Tuesday, May 25, 2010

Bono Injury Forces Scrapped U2 Tour

This is not a news flash, as it's been pretty well covered this week. U2 singer Bono injured his back severely enough in rehearsals to require emergency back surgery in Germany last week. Originally a couple of shows were scrapped but now the U.S tour is postponed as well.

Why is this a big deal, besides the obvious concern for Bono's health and the inconvenience and disappointment of the people who made travel plans to attend the enormous shows?

Well, this is not just a typical big arena tour, but rather a continuation of the massive 360 tour. Some info on the logistics from last year:

The cylindrical 360 degree video screen weighs 54 tons and opens up in a scissor-like fashion to resemble an enormous gyro. Fully extended, it covers an area of 14,000 square feet which is as big as 2 doubles tennis courts. The video screen is made up of over 1 million pieces… 500,000 pixels, 320,000 fasteners, 30,000 cables and 150,000 machined pieces. Once the show is over, it takes 6 hours for the production team to dismantle the stage and another 48 hours for the road crew to take down the super-structure and get it loaded onto the trucks. The stage cost $40 million to design and build and that was just for the first one. The band is currently traveling around North America with 3 complete stages tended to by 500 crew members who are using 189 Semi-trucks for its transport.

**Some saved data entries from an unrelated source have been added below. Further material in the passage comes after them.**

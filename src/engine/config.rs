use serde::{Deserialize, Serialize};

use crate::domain::chips::Chips;
use crate::engine::errors::EngineError;

/// Прирост прогресса масти за одну вытянутую карту (в процентах).
///
/// В прототипах встречались 12 и 15; берём 15.
pub const DEFAULT_PROGRESS_INCREMENT: u8 = 15;

/// Разовый стартовый бонус.
pub const DEFAULT_BONUS_AMOUNT: Chips = Chips(50);

/// Сколько последних итогов гонок хранить в сессии.
pub const DEFAULT_HISTORY_LIMIT: usize = 10;

/// Верхняя граница глубины истории.
pub const MAX_HISTORY_LIMIT: usize = 1000;

/// Конфиг движка гонки. Общий для всех сессий одного менеджера.
#[derive(Clone, Debug, Serialize, Deserialize, PartialEq, Eq)]
#[serde(default)]
pub struct RaceConfig {
    /// Шаг прогресса (1..=100).
    pub progress_increment: u8,
    /// Размер разового бонуса.
    pub bonus_amount: Chips,
    /// Глубина истории итогов (1..=MAX_HISTORY_LIMIT).
    pub history_limit: usize,
}

impl Default for RaceConfig {
    fn default() -> Self {
        Self {
            progress_increment: DEFAULT_PROGRESS_INCREMENT,
            bonus_amount: DEFAULT_BONUS_AMOUNT,
            history_limit: DEFAULT_HISTORY_LIMIT,
        }
    }
}

impl RaceConfig {
    pub fn validate(&self) -> Result<(), EngineError> {
        if self.progress_increment == 0 || self.progress_increment > 100 {
            return Err(EngineError::InvalidConfig(format!(
                "progress_increment должен быть в 1..=100, получено {}",
                self.progress_increment
            )));
        }
        if self.history_limit == 0 || self.history_limit > MAX_HISTORY_LIMIT {
            return Err(EngineError::InvalidConfig(format!(
                "history_limit должен быть в 1..={MAX_HISTORY_LIMIT}, получено {}",
                self.history_limit
            )));
        }
        Ok(())
    }

    /// Сколько карт одной масти нужно, чтобы она финишировала.
    pub fn draws_to_finish(&self) -> u32 {
        let step = self.progress_increment.max(1) as u32;
        100u32.div_ceil(step)
    }
}
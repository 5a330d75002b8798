use serde::{Deserialize, Serialize};

use crate::domain::card::{CardColor, Suit};
use crate::domain::chips::Chips;
use crate::domain::lanes::SuitMap;
use crate::domain::race::RaceStatus;
use crate::domain::PlayerId;

/// Карта для фронта.
#[derive(Clone, Debug, Serialize, Deserialize, PartialEq, Eq)]
pub struct CardDto {
    /// "2".."10", "J", "Q", "K", "A".
    pub rank: String,
    pub suit: Suit,
    pub color: CardColor,
    /// Короткий код вида `Ah`.
    pub code: String,
}

// Поля исходящих событий — camelCase, как их ждёт фронт (`remainingCards`, `burnAmount`).

/// `race-started`.
#[derive(Clone, Debug, Serialize, Deserialize, PartialEq)]
#[serde(rename_all = "camelCase")]
pub struct RaceStartedDto {
    pub bets: SuitMap<Chips>,
    pub odds: SuitMap<f64>,
    pub progress: SuitMap<u8>,
    pub remaining_cards: SuitMap<u8>,
    /// Сколько из общей ставки ушло в burn.
    pub burn_amount: Chips,
}

/// `card-drawn`.
#[derive(Clone, Debug, Serialize, Deserialize, PartialEq)]
#[serde(rename_all = "camelCase")]
pub struct CardDrawnDto {
    pub card: CardDto,
    pub progress: SuitMap<u8>,
    pub remaining_cards: SuitMap<u8>,
    pub odds: SuitMap<f64>,
}

/// `race-finished`.
#[derive(Clone, Debug, Serialize, Deserialize, PartialEq)]
#[serde(rename_all = "camelCase")]
pub struct RaceFinishedDto {
    pub winner: Suit,
    pub bet: Chips,
    pub odds: f64,
    pub winnings: Chips,
    pub message: String,
}

/// Одна запись истории гонок.
#[derive(Clone, Debug, Serialize, Deserialize, PartialEq)]
#[serde(rename_all = "camelCase")]
pub struct RaceResultDto {
    pub race_number: u64,
    pub winner: Suit,
    pub bet: Chips,
    pub total_wager: Chips,
    pub odds: f64,
    pub winnings: Chips,
    pub timestamp: u64,
    pub cards_drawn: u32,
}

/// Полное состояние сессии для фронта.
#[derive(Clone, Debug, Serialize, Deserialize, PartialEq)]
#[serde(rename_all = "camelCase")]
pub struct SessionViewDto {
    pub player_id: PlayerId,
    pub status: RaceStatus,
    pub progress: SuitMap<u8>,
    pub remaining_cards: SuitMap<u8>,
    pub bets: SuitMap<Chips>,
    pub odds: SuitMap<f64>,
    pub winner: Option<Suit>,
    pub cards_drawn: u32,
    pub deck_size: usize,
    pub bonus_claimed: bool,
    pub races_played: u64,
}

/// Исходящие события (то, что транспорт шлёт клиенту).
#[derive(Clone, Debug, Serialize, Deserialize, PartialEq)]
#[serde(
    tag = "event",
    content = "data",
    rename_all = "kebab-case",
    rename_all_fields = "camelCase"
)]
pub enum RaceEvent {
    SessionCreated { player_id: PlayerId },
    SessionClosed { player_id: PlayerId },
    RaceStarted(RaceStartedDto),
    CardDrawn(CardDrawnDto),
    RaceFinished(RaceFinishedDto),
    BonusClaimed { amount: Chips },
    #[serde(rename = "error-message")]
    Error { message: String },
}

That means Bono's back surgery is going to cost the band millions of dollars. Note that manager Paul McGuinness after delivering the perfunctory "The band is devastated they can't play for you because they are artists" line, betrays to Reuters the very real monetary concern of this disaster:

Paul McGuinness, speaking to Reuters outside the Munich hospital where the operation was performed on Friday, said the 50-year-old singer "feels awful" about the tour changes, which will affect over a million fans. "Clearly this is a serious injury and the recuperation time necessary to rehabilitate Bono is a big problem for the U2 tour and has unfortunately necessitated the postponement of 16 shows in North America," he said. As well as the band and fans, the injury will also hit Live Nation, the music concert company which signed a 12-year deal to handle merchandising, digital and branding rights and touring for one of the world's most successful bands. "Obviously Bono feels terrible about missing these shows and we are working as fast as we can with Live Nation to reinstate them and reschedule them for next year," McGuinness said.

Let's hope Bono gets better and doesn't worry about the dollars. Money comes and goes but your health is paramount!